→ Dataset excerpts
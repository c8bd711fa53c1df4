use axum::{
    extract::{Path, State},
    http::StatusCode,
    Json,
};
use serde_json::{json, Value};
use tracing::info;

use super::ValidJson;
use crate::error::ApiError;
use crate::middleware::{Admin, LoggedIn};
use crate::models::{NewUser, UserUpdate, Users};
use crate::state::AppState;

/// POST /users - admin-only; unlike /auth/register this may create admins
pub async fn create(
    Admin(admin): Admin,
    State(state): State<AppState>,
    ValidJson(data): ValidJson<NewUser>,
) -> Result<(StatusCode, Json<Value>), ApiError> {
    let user = Users::new(state.db()).register(&data, state.bcrypt_cost()).await?;
    info!(username = %user.username, is_admin = user.is_admin, by = %admin.username, "Created user");

    let token = state.tokens().create_token(&user.username, user.is_admin)?;
    Ok((StatusCode::CREATED, Json(json!({ "user": user, "token": token }))))
}

/// GET /users
pub async fn list(_admin: Admin, State(state): State<AppState>) -> Result<Json<Value>, ApiError> {
    let users = Users::new(state.db()).find_all().await?;
    Ok(Json(json!({ "users": users })))
}

/// GET /users/:username
pub async fn get(
    LoggedIn(current): LoggedIn,
    State(state): State<AppState>,
    Path(username): Path<String>,
) -> Result<Json<Value>, ApiError> {
    current.ensure_admin_or_self(&username)?;
    let user = Users::new(state.db()).get(&username).await?;
    Ok(Json(json!({ "user": user })))
}

/// PATCH /users/:username
pub async fn update(
    LoggedIn(current): LoggedIn,
    State(state): State<AppState>,
    Path(username): Path<String>,
    ValidJson(data): ValidJson<UserUpdate>,
) -> Result<Json<Value>, ApiError> {
    current.ensure_admin_or_self(&username)?;
    let user = Users::new(state.db()).update(&username, data, state.bcrypt_cost()).await?;
    Ok(Json(json!({ "user": user })))
}

/// DELETE /users/:username
pub async fn remove(
    LoggedIn(current): LoggedIn,
    State(state): State<AppState>,
    Path(username): Path<String>,
) -> Result<Json<Value>, ApiError> {
    current.ensure_admin_or_self(&username)?;
    Users::new(state.db()).remove(&username).await?;
    Ok(Json(json!({ "deleted": username })))
}

/// POST /users/:username/jobs/:id
pub async fn apply(
    LoggedIn(current): LoggedIn,
    State(state): State<AppState>,
    Path((username, job_id)): Path<(String, String)>,
) -> Result<Json<Value>, ApiError> {
    current.ensure_admin_or_self(&username)?;
    let applied = Users::new(state.db()).apply_to_job(&username, &job_id).await?;
    Ok(Json(json!({ "applied": applied })))
}
use axum::{extract::State, http::StatusCode, Json};
use serde_json::{json, Value};
use tracing::info;

use super::ValidJson;
use crate::error::ApiError;
use crate::models::{LoginRequest, NewUser, Users};
use crate::state::AppState;

/// POST /auth/token - exchange credentials for a token
pub async fn token(
    State(state): State<AppState>,
    ValidJson(login): ValidJson<LoginRequest>,
) -> Result<Json<Value>, ApiError> {
    let user = Users::new(state.db())
        .authenticate(&login)
        .await?
        .ok_or_else(|| ApiError::unauthorized("Invalid username/password"))?;

    let token = state.tokens().create_token(&user.username, user.is_admin)?;
    Ok(Json(json!({ "token": token })))
}

/// POST /auth/register - self sign-up; never creates an admin
pub async fn register(
    State(state): State<AppState>,
    ValidJson(mut data): ValidJson<NewUser>,
) -> Result<(StatusCode, Json<Value>), ApiError> {
    data.is_admin = false;
    let user = Users::new(state.db()).register(&data, state.bcrypt_cost()).await?;
    info!(username = %user.username, "Registered user");

    let token = state.tokens().create_token(&user.username, user.is_admin)?;
    Ok((StatusCode::CREATED, Json(json!({ "token": token }))))
}
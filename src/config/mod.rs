use once_cell::sync::Lazy;
use serde::{Deserialize, Serialize};
use std::env;

#[derive(Debug, Clone, Serialize, Deserialize)]
pub struct AppConfig {
    pub environment: Environment,
    pub database: DatabaseConfig,
    pub api: ApiConfig,
    pub security: SecurityConfig,
}

#[derive(Debug, Clone, Copy, PartialEq, Eq, Serialize, Deserialize)]
pub enum Environment {
    Development,
    Test,
    Staging,
    Production,
}

#[derive(Debug, Clone, Serialize, Deserialize)]
pub struct DatabaseConfig {
    pub url: String,
    pub max_connections: u32,
    pub connection_timeout: u64,
    pub enable_query_logging: bool,
    pub enable_slow_query_warning: bool,
    pub slow_query_threshold_ms: u64,
}

#[derive(Debug, Clone, Serialize, Deserialize)]
pub struct ApiConfig {
    pub port: u16,
    pub max_request_size_bytes: usize,
}

#[derive(Debug, Clone, Serialize, Deserialize)]
pub struct SecurityConfig {
    pub jwt_secret: String,
    pub jwt_expiry_hours: u64,
    pub bcrypt_work_factor: u32,
    pub enable_cors: bool,
    pub cors_origins: Vec<String>,
}

impl AppConfig {
    pub fn from_env() -> Self {
        let environment = match env::var("APP_ENV").as_deref() {
            Ok("production") | Ok("prod") => Environment::Production,
            Ok("staging") | Ok("stage") => Environment::Staging,
            Ok("test") => Environment::Test,
            _ => Environment::Development,
        };

        // Set defaults based on environment, then override with specific env vars
        Self::for_environment(environment).with_env_overrides()
    }

    pub fn for_environment(environment: Environment) -> Self {
        match environment {
            Environment::Production => Self::production(),
            Environment::Staging => Self::staging(),
            Environment::Test => Self::test(),
            Environment::Development => Self::development(),
        }
    }

    fn with_env_overrides(mut self) -> Self {
        // Database overrides
        if let Ok(v) = env::var("DATABASE_URL") {
            // The test profile always runs against its own database
            if self.environment != Environment::Test {
                self.database.url = v;
            }
        }
        if let Ok(v) = env::var("DATABASE_MAX_CONNECTIONS") {
            self.database.max_connections = v.parse().unwrap_or(self.database.max_connections);
        }
        if let Ok(v) = env::var("DATABASE_CONNECTION_TIMEOUT") {
            self.database.connection_timeout = v.parse().unwrap_or(self.database.connection_timeout);
        }
        if let Ok(v) = env::var("DATABASE_ENABLE_QUERY_LOGGING") {
            self.database.enable_query_logging = v.parse().unwrap_or(self.database.enable_query_logging);
        }
        if let Ok(v) = env::var("DATABASE_SLOW_QUERY_THRESHOLD_MS") {
            self.database.slow_query_threshold_ms = v.parse().unwrap_or(self.database.slow_query_threshold_ms);
        }

        // API overrides
        if let Ok(v) = env::var("PORT") {
            self.api.port = v.parse().unwrap_or(self.api.port);
        }
        if let Ok(v) = env::var("API_MAX_REQUEST_SIZE_BYTES") {
            self.api.max_request_size_bytes = v.parse().unwrap_or(self.api.max_request_size_bytes);
        }

        // Security overrides
        if let Ok(v) = env::var("SECRET_KEY") {
            self.security.jwt_secret = v;
        }
        if let Ok(v) = env::var("SECURITY_JWT_EXPIRY_HOURS") {
            self.security.jwt_expiry_hours = v.parse().unwrap_or(self.security.jwt_expiry_hours);
        }
        if let Ok(v) = env::var("BCRYPT_WORK_FACTOR") {
            self.security.bcrypt_work_factor = v.parse().unwrap_or(self.security.bcrypt_work_factor);
        }
        if let Ok(v) = env::var("SECURITY_ENABLE_CORS") {
            self.security.enable_cors = v.parse().unwrap_or(self.security.enable_cors);
        }
        if let Ok(v) = env::var("SECURITY_CORS_ORIGINS") {
            self.security.cors_origins = v.split(',').map(|s| s.trim().to_string()).collect();
        }

        self
    }

    fn development() -> Self {
        Self {
            environment: Environment::Development,
            database: DatabaseConfig {
                url: "postgresql:///jobly".to_string(),
                max_connections: 10,
                connection_timeout: 30,
                enable_query_logging: true,
                enable_slow_query_warning: true,
                slow_query_threshold_ms: 100,
            },
            api: ApiConfig {
                port: 3001,
                max_request_size_bytes: 1024 * 1024,
            },
            security: SecurityConfig {
                jwt_secret: "secret-dev".to_string(),
                jwt_expiry_hours: 24 * 7, // 1 week
                bcrypt_work_factor: 12,
                enable_cors: true,
                cors_origins: vec!["*".to_string()],
            },
        }
    }

    fn test() -> Self {
        Self {
            environment: Environment::Test,
            database: DatabaseConfig {
                url: "postgresql:///jobly_test".to_string(),
                max_connections: 5,
                connection_timeout: 5,
                enable_query_logging: false,
                enable_slow_query_warning: false,
                slow_query_threshold_ms: 1000,
            },
            api: ApiConfig {
                port: 3001,
                max_request_size_bytes: 64 * 1024,
            },
            security: SecurityConfig {
                jwt_secret: "secret-test".to_string(),
                jwt_expiry_hours: 1,
                // bcrypt's minimum cost keeps hashing fast in tests
                bcrypt_work_factor: 4,
                enable_cors: false,
                cors_origins: vec![],
            },
        }
    }

    fn staging() -> Self {
        Self {
            environment: Environment::Staging,
            database: DatabaseConfig {
                url: "postgresql:///jobly".to_string(),
                max_connections: 20,
                connection_timeout: 10,
                enable_query_logging: true,
                enable_slow_query_warning: true,
                slow_query_threshold_ms: 500,
            },
            api: ApiConfig {
                port: 3001,
                max_request_size_bytes: 512 * 1024,
            },
            security: SecurityConfig {
                jwt_secret: "secret-dev".to_string(),
                jwt_expiry_hours: 24,
                bcrypt_work_factor: 12,
                enable_cors: true,
                cors_origins: vec!["https://staging.example.com".to_string()],
            },
        }
    }

    fn production() -> Self {
        Self {
            environment: Environment::Production,
            database: DatabaseConfig {
                url: "postgresql:///jobly".to_string(),
                max_connections: 50,
                connection_timeout: 5,
                enable_query_logging: false,
                enable_slow_query_warning: true,
                slow_query_threshold_ms: 1000,
            },
            api: ApiConfig {
                port: 3001,
                max_request_size_bytes: 256 * 1024,
            },
            security: SecurityConfig {
                jwt_secret: String::new(),
                jwt_expiry_hours: 4,
                bcrypt_work_factor: 13,
                enable_cors: true,
                cors_origins: vec!["https://app.example.com".to_string()],
            },
        }
    }
}

// Global singleton config - initialized once at startup
pub static CONFIG: Lazy<AppConfig> = Lazy::new(AppConfig::from_env);

// Convenience function for accessing config
pub fn config() -> &'static AppConfig {
    &CONFIG
}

→ Work order
Which lines of the entries above contain the word "example"? Copy each of them.

→ Output below
                cors_origins: vec!["https://staging.example.com".to_string()],
                cors_origins: vec!["https://app.example.com".to_string()],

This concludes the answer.